(Stored items)
============================================================

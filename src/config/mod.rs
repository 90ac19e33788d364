use serde::{Deserialize, Serialize};
use std::env;
use thiserror::Error;

#[derive(Debug, Clone, Serialize, Deserialize)]
pub struct AppConfig {
    pub environment: Environment,
    pub server: ServerConfig,
    pub database: DatabaseConfig,
    pub security: SecurityConfig,
    pub media: MediaConfig,
}

#[derive(Debug, Clone, Copy, PartialEq, Eq, Serialize, Deserialize)]
pub enum Environment {
    Development,
    Staging,
    Production,
}

#[derive(Debug, Clone, Serialize, Deserialize)]
pub struct ServerConfig {
    pub host: String,
    pub port: u16,
    pub max_request_size_bytes: usize,
}

#[derive(Debug, Clone, Serialize, Deserialize)]
pub struct DatabaseConfig {
    /// Postgres connection string. `None` means the server must run with the in-memory store.
    pub url: Option<String>,
    pub max_connections: u32,
    pub connection_timeout: u64,
}

#[derive(Debug, Clone, Serialize, Deserialize)]
pub struct SecurityConfig {
    #[serde(skip_serializing)]
    pub jwt_secret: String,
    pub jwt_expiry_hours: u64,
    pub cors_origins: Vec<String>,
}

/// Cloudinary account and the fixed upload destination for car pictures
#[derive(Debug, Clone, Serialize, Deserialize)]
pub struct MediaConfig {
    pub cloud_name: String,
    pub api_key: String,
    #[serde(skip_serializing)]
    pub api_secret: String,
    pub api_base_url: String,
    pub folder: String,
    pub width: u32,
    pub height: u32,
    /// Must match the account's signature setting
    pub signature_algorithm: SignatureAlgorithm,
}

/// Digest used to sign upload requests. Cloudinary accounts verify SHA-1 unless switched.
#[derive(Debug, Clone, Copy, PartialEq, Eq, Serialize, Deserialize)]
#[serde(rename_all = "lowercase")]
pub enum SignatureAlgorithm {
    Sha1,
    Sha256,
}

impl SignatureAlgorithm {
    pub fn parse(value: &str) -> Option<Self> {
        match value.trim().to_ascii_lowercase().as_str() {
            "sha1" | "sha-1" => Some(Self::Sha1),
            "sha256" | "sha-256" => Some(Self::Sha256),
            _ => None,
        }
    }
}

#[derive(Debug, Error, PartialEq, Eq)]
pub enum ConfigError {
    #[error("JWT_SECRET must be set outside development")]
    MissingJwtSecret,

    #[error("Missing media configuration: {0}")]
    MissingMedia(&'static str),

    #[error("DATABASE_URL is not set")]
    MissingDatabaseUrl,
}

/// Secret used when running locally without JWT_SECRET. `validate` rejects it outside development.
const DEVELOPMENT_JWT_SECRET: &str = "development-only-secret";

impl AppConfig {
    pub fn from_env() -> Self {
        let environment = match env::var("APP_ENV").as_deref() {
            Ok("production") | Ok("prod") => Environment::Production,
            Ok("staging") | Ok("stage") => Environment::Staging,
            _ => Environment::Development,
        };

        match environment {
            Environment::Production => Self::production(),
            Environment::Staging => Self::staging(),
            Environment::Development => Self::development(),
        }
        .with_env_overrides()
    }

    fn with_env_overrides(mut self) -> Self {
        // Server overrides
        if let Ok(v) = env::var("HOST") {
            self.server.host = v;
        }
        if let Ok(v) = env::var("PORT") {
            self.server.port = v.parse().unwrap_or(self.server.port);
        }
        if let Ok(v) = env::var("API_MAX_REQUEST_SIZE_BYTES") {
            self.server.max_request_size_bytes = v.parse().unwrap_or(self.server.max_request_size_bytes);
        }

        // Database overrides
        if let Ok(v) = env::var("DATABASE_URL") {
            if !v.trim().is_empty() {
                self.database.url = Some(v);
            }
        }
        if let Ok(v) = env::var("DATABASE_MAX_CONNECTIONS") {
            self.database.max_connections = v.parse().unwrap_or(self.database.max_connections);
        }
        if let Ok(v) = env::var("DATABASE_CONNECTION_TIMEOUT") {
            self.database.connection_timeout = v.parse().unwrap_or(self.database.connection_timeout);
        }

        // Security overrides
        if let Ok(v) = env::var("JWT_SECRET") {
            self.security.jwt_secret = v;
        }
        if let Ok(v) = env::var("SECURITY_JWT_EXPIRY_HOURS") {
            self.security.jwt_expiry_hours = v.parse().unwrap_or(self.security.jwt_expiry_hours);
        }
        if let Ok(v) = env::var("SECURITY_CORS_ORIGINS") {
            self.security.cors_origins = v.split(',').map(|s| s.trim().to_string()).collect();
        }

        // Media overrides
        if let Ok(v) = env::var("CLOUDINARY_CLOUD_NAME") {
            self.media.cloud_name = v;
        }
        if let Ok(v) = env::var("CLOUDINARY_API_KEY") {
            self.media.api_key = v;
        }
        if let Ok(v) = env::var("CLOUDINARY_SECRET_KEY") {
            self.media.api_secret = v;
        }
        if let Ok(v) = env::var("CLOUDINARY_FOLDER") {
            self.media.folder = v;
        }
        if let Ok(v) = env::var("CLOUDINARY_API_BASE_URL") {
            self.media.api_base_url = v;
        }
        if let Ok(v) = env::var("CLOUDINARY_SIGNATURE_ALGORITHM") {
            self.media.signature_algorithm =
                SignatureAlgorithm::parse(&v).unwrap_or(self.media.signature_algorithm);
        }

        self
    }

    /// Check the settings needed to serve requests
    pub fn validate(&self, require_database: bool) -> Result<(), ConfigError> {
        if self.security.jwt_secret.is_empty()
            || (self.environment != Environment::Development
                && self.security.jwt_secret == DEVELOPMENT_JWT_SECRET)
        {
            return Err(ConfigError::MissingJwtSecret);
        }
        if self.media.cloud_name.is_empty() {
            return Err(ConfigError::MissingMedia("CLOUDINARY_CLOUD_NAME"));
        }
        if self.media.api_key.is_empty() {
            return Err(ConfigError::MissingMedia("CLOUDINARY_API_KEY"));
        }
        if self.media.api_secret.is_empty() {
            return Err(ConfigError::MissingMedia("CLOUDINARY_SECRET_KEY"));
        }
        if require_database && self.database.url.is_none() {
            return Err(ConfigError::MissingDatabaseUrl);
        }
        Ok(())
    }

    pub fn bind_address(&self) -> String {
        format!("{}:{}", self.server.host, self.server.port)
    }

    fn media_defaults() -> MediaConfig {
        MediaConfig {
            cloud_name: String::new(),
            api_key: String::new(),
            api_secret: String::new(),
            api_base_url: "https://api.cloudinary.com".to_string(),
            folder: "FARM2".to_string(),
            width: 800,
            height: 600,
            signature_algorithm: SignatureAlgorithm::Sha1,
        }
    }

    fn development() -> Self {
        Self {
            environment: Environment::Development,
            server: ServerConfig {
                host: "127.0.0.1".to_string(),
                port: 8000,
                max_request_size_bytes: 10 * 1024 * 1024, // 10MB
            },
            database: DatabaseConfig {
                url: None,
                max_connections: 5,
                connection_timeout: 30,
            },
            security: SecurityConfig {
                jwt_secret: DEVELOPMENT_JWT_SECRET.to_string(),
                jwt_expiry_hours: 24,
                cors_origins: vec!["*".to_string()],
            },
            media: Self::media_defaults(),
        }
    }

    fn staging() -> Self {
        Self {
            environment: Environment::Staging,
            server: ServerConfig {
                host: "0.0.0.0".to_string(),
                port: 8000,
                max_request_size_bytes: 5 * 1024 * 1024, // 5MB
            },
            database: DatabaseConfig {
                url: None,
                max_connections: 10,
                connection_timeout: 10,
            },
            security: SecurityConfig {
                jwt_secret: String::new(),
                jwt_expiry_hours: 8,
                cors_origins: vec!["https://staging.example.com".to_string()],
            },
            media: Self::media_defaults(),
        }
    }

    fn production() -> Self {
        Self {
            environment: Environment::Production,
            server: ServerConfig {
                host: "0.0.0.0".to_string(),
                port: 8000,
                max_request_size_bytes: 5 * 1024 * 1024, // 5MB
            },
            database: DatabaseConfig {
                url: None,
                max_connections: 20,
                connection_timeout: 5,
            },
            security: SecurityConfig {
                jwt_secret: String::new(),
                jwt_expiry_hours: 1,
                cors_origins: vec!["https://app.example.com".to_string()],
            },
            media: Self::media_defaults(),
        }
    }
}

#[cfg(test)]
mod tests {
    use super::*;

    fn with_media(mut config: AppConfig) -> AppConfig {
        config.media.cloud_name = "demo".to_string();
        config.media.api_key = "key".to_string();
        config.media.api_secret = "secret".to_string();
        config
    }

    #[test]
    fn test_default_development_config() {
        let config = AppConfig::development();
        assert_eq!(config.media.folder, "FARM2");
        assert_eq!((config.media.width, config.media.height), (800, 600));
        assert_eq!(config.security.cors_origins, vec!["*"]);
        assert!(with_media(config).validate(false).is_ok());
    }

    #[test]
    fn test_production_requires_real_secret() {
        let mut config = with_media(AppConfig::production());
        assert_eq!(config.validate(false), Err(ConfigError::MissingJwtSecret));

        config.security.jwt_secret = DEVELOPMENT_JWT_SECRET.to_string();
        assert_eq!(config.validate(false), Err(ConfigError::MissingJwtSecret));

        config.security.jwt_secret = "a-real-secret".to_string();
        assert!(config.validate(false).is_ok());
    }

    #[test]
    fn test_validate_reports_missing_media_and_database() {
        let config = AppConfig::development();
        assert_eq!(
            config.validate(false),
            Err(ConfigError::MissingMedia("CLOUDINARY_CLOUD_NAME"))
        );

        let config = with_media(AppConfig::development());
        assert_eq!(config.validate(true), Err(ConfigError::MissingDatabaseUrl));
    }

    #[test]
    fn test_signature_algorithm_defaults_to_sha1() {
        assert_eq!(
            AppConfig::production().media.signature_algorithm,
            SignatureAlgorithm::Sha1
        );
        assert_eq!(SignatureAlgorithm::parse("SHA256"), Some(SignatureAlgorithm::Sha256));
        assert_eq!(SignatureAlgorithm::parse("sha-1"), Some(SignatureAlgorithm::Sha1));
        assert_eq!(SignatureAlgorithm::parse("md5"), None);
    }

    #[test]
    fn test_bind_address() {
        let config = AppConfig::development();
        assert_eq!(config.bind_address(), "127.0.0.1:8000");
    }
}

============================================================

* _Task objective_: Each line of the entries above that contains "outside" must be copied into the answer.

* _Your solution_:
    #[error("JWT_SECRET must be set outside development")]
/// Secret used when running locally without JWT_SECRET. `validate` rejects it outside development.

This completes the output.